╭─ Records for this exercise
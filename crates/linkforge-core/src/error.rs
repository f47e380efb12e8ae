use crate::alias::AliasViolation;
use crate::shortcode::ShortCode;
use thiserror::Error;

/// Result type for mapping operations.
pub type Result<T> = std::result::Result<T, MappingError>;

pub const STATUS_BAD_REQUEST: u16 = 400;
pub const STATUS_NOT_FOUND: u16 = 404;
pub const STATUS_CONFLICT: u16 = 409;
pub const STATUS_INTERNAL: u16 = 500;
pub const STATUS_UNAVAILABLE: u16 = 503;

pub const REASON_CONFLICT: &str = "ALIAS_CONFLICT";
pub const REASON_NOT_FOUND: &str = "NOT_FOUND";
pub const REASON_EXHAUSTED: &str = "GENERATOR_EXHAUSTED";
pub const REASON_STORAGE: &str = "STORAGE_FAILURE";

#[derive(Debug, Clone, PartialEq, Eq, Error)]
pub enum Base62Error {
    #[error("cannot encode negative value {0}")]
    Negative(i64),
    #[error("cannot decode empty input")]
    Empty,
    #[error("invalid base62 symbol '{symbol}' at position {position}")]
    InvalidSymbol { symbol: char, position: usize },
    #[error("base62 value does not fit in i64: {0}")]
    Overflow(String),
}

#[derive(Debug, Clone, PartialEq, Eq, Error)]
pub enum GeneratorError {
    #[error("counter exhausted after {0}")]
    Exhausted(i64),
    #[error("failed to encode counter value: {0}")]
    Encoding(#[from] Base62Error),
}

/// Turns a `(status, message, reason)` triple into an opaque payload.
///
/// The core never interprets the output; it is carried inside [`MappingError`]
/// so a transport layer can forward it as-is.
pub trait ErrorMapper: Send + Sync + 'static {
    fn render(&self, status: u16, message: &str, reason: &str) -> String;
}

impl<F> ErrorMapper for F
where
    F: Fn(u16, &str, &str) -> String + Send + Sync + 'static,
{
    fn render(&self, status: u16, message: &str, reason: &str) -> String {
        self(status, message, reason)
    }
}

/// Renders failures as `"<status> <reason>: <message>"`.
#[derive(Debug, Clone, Copy, Default)]
pub struct PlainErrorMapper;

impl ErrorMapper for PlainErrorMapper {
    fn render(&self, status: u16, message: &str, reason: &str) -> String {
        format!("{status} {reason}: {message}")
    }
}

/// Typed failure returned by mutating store operations.
///
/// Every variant carries the payload produced by the injected [`ErrorMapper`].
#[derive(Debug, Clone, PartialEq, Eq, Error)]
pub enum MappingError {
    #[error("invalid alias: {violation}")]
    Validation {
        violation: AliasViolation,
        rendered: String,
    },
    #[error("alias already exists: {code}")]
    Conflict { code: ShortCode, rendered: String },
    #[error("short code not found: {code}")]
    NotFound { code: ShortCode, rendered: String },
    #[error("code generator exhausted: {source}")]
    Exhausted {
        source: GeneratorError,
        rendered: String,
    },
    #[error("storage error: {message}")]
    Storage { message: String, rendered: String },
}

impl MappingError {
    pub fn validation(violation: AliasViolation, mapper: &dyn ErrorMapper) -> Self {
        let rendered = mapper.render(
            STATUS_BAD_REQUEST,
            &violation.to_string(),
            violation.reason_code(),
        );
        Self::Validation {
            violation,
            rendered,
        }
    }

    pub fn conflict(code: ShortCode, mapper: &dyn ErrorMapper) -> Self {
        let message = format!("alias '{code}' is already in use");
        let rendered = mapper.render(STATUS_CONFLICT, &message, REASON_CONFLICT);
        Self::Conflict { code, rendered }
    }

    pub fn not_found(code: ShortCode, mapper: &dyn ErrorMapper) -> Self {
        let message = format!("no mapping for short code '{code}'");
        let rendered = mapper.render(STATUS_NOT_FOUND, &message, REASON_NOT_FOUND);
        Self::NotFound { code, rendered }
    }

    pub fn exhausted(source: GeneratorError, mapper: &dyn ErrorMapper) -> Self {
        let rendered = mapper.render(STATUS_UNAVAILABLE, &source.to_string(), REASON_EXHAUSTED);
        Self::Exhausted { source, rendered }
    }

    pub fn storage(message: impl Into<String>, mapper: &dyn ErrorMapper) -> Self {
        let message = message.into();
        let rendered = mapper.render(STATUS_INTERNAL, &message, REASON_STORAGE);
        Self::Storage { message, rendered }
    }

    /// Status-like code handed to the error mapper.
    pub fn status(&self) -> u16 {
        match self {
            Self::Validation { .. } => STATUS_BAD_REQUEST,
            Self::Conflict { .. } => STATUS_CONFLICT,
            Self::NotFound { .. } => STATUS_NOT_FOUND,
            Self::Exhausted { .. } => STATUS_UNAVAILABLE,
            Self::Storage { .. } => STATUS_INTERNAL,
        }
    }

    /// Stable machine-readable reason code.
    pub fn reason(&self) -> &'static str {
        match self {
            Self::Validation { violation, .. } => violation.reason_code(),
            Self::Conflict { .. } => REASON_CONFLICT,
            Self::NotFound { .. } => REASON_NOT_FOUND,
            Self::Exhausted { .. } => REASON_EXHAUSTED,
            Self::Storage { .. } => REASON_STORAGE,
        }
    }

    /// The opaque payload produced by the error mapper.
    pub fn rendered(&self) -> &str {
        match self {
            Self::Validation { rendered, .. }
            | Self::Conflict { rendered, .. }
            | Self::NotFound { rendered, .. }
            | Self::Exhausted { rendered, .. }
            | Self::Storage { rendered, .. } => rendered,
        }
    }
}
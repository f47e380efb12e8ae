//! Storage backends for linkforge.
//!
//! Both backends implement [`MappingStore`] on top of the same keyed
//! [`MappingIndex`], and share the creator and query engine from
//! `linkforge_core`.

pub mod error;
pub mod file;
pub mod index;
pub mod memory;

pub use error::StorageError;
pub use file::FileMappingStore;
pub use index::MappingIndex;
pub use linkforge_core::MappingStore;
pub use memory::InMemoryMappingStore;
╰─
Could you find every line in the records above that contains the word "ShortCode" and copy it?

use crate::shortcode::ShortCode;
    Conflict { code: ShortCode, rendered: String },
    NotFound { code: ShortCode, rendered: String },
    pub fn conflict(code: ShortCode, mapper: &dyn ErrorMapper) -> Self {
    pub fn not_found(code: ShortCode, mapper: &dyn ErrorMapper) -> Self {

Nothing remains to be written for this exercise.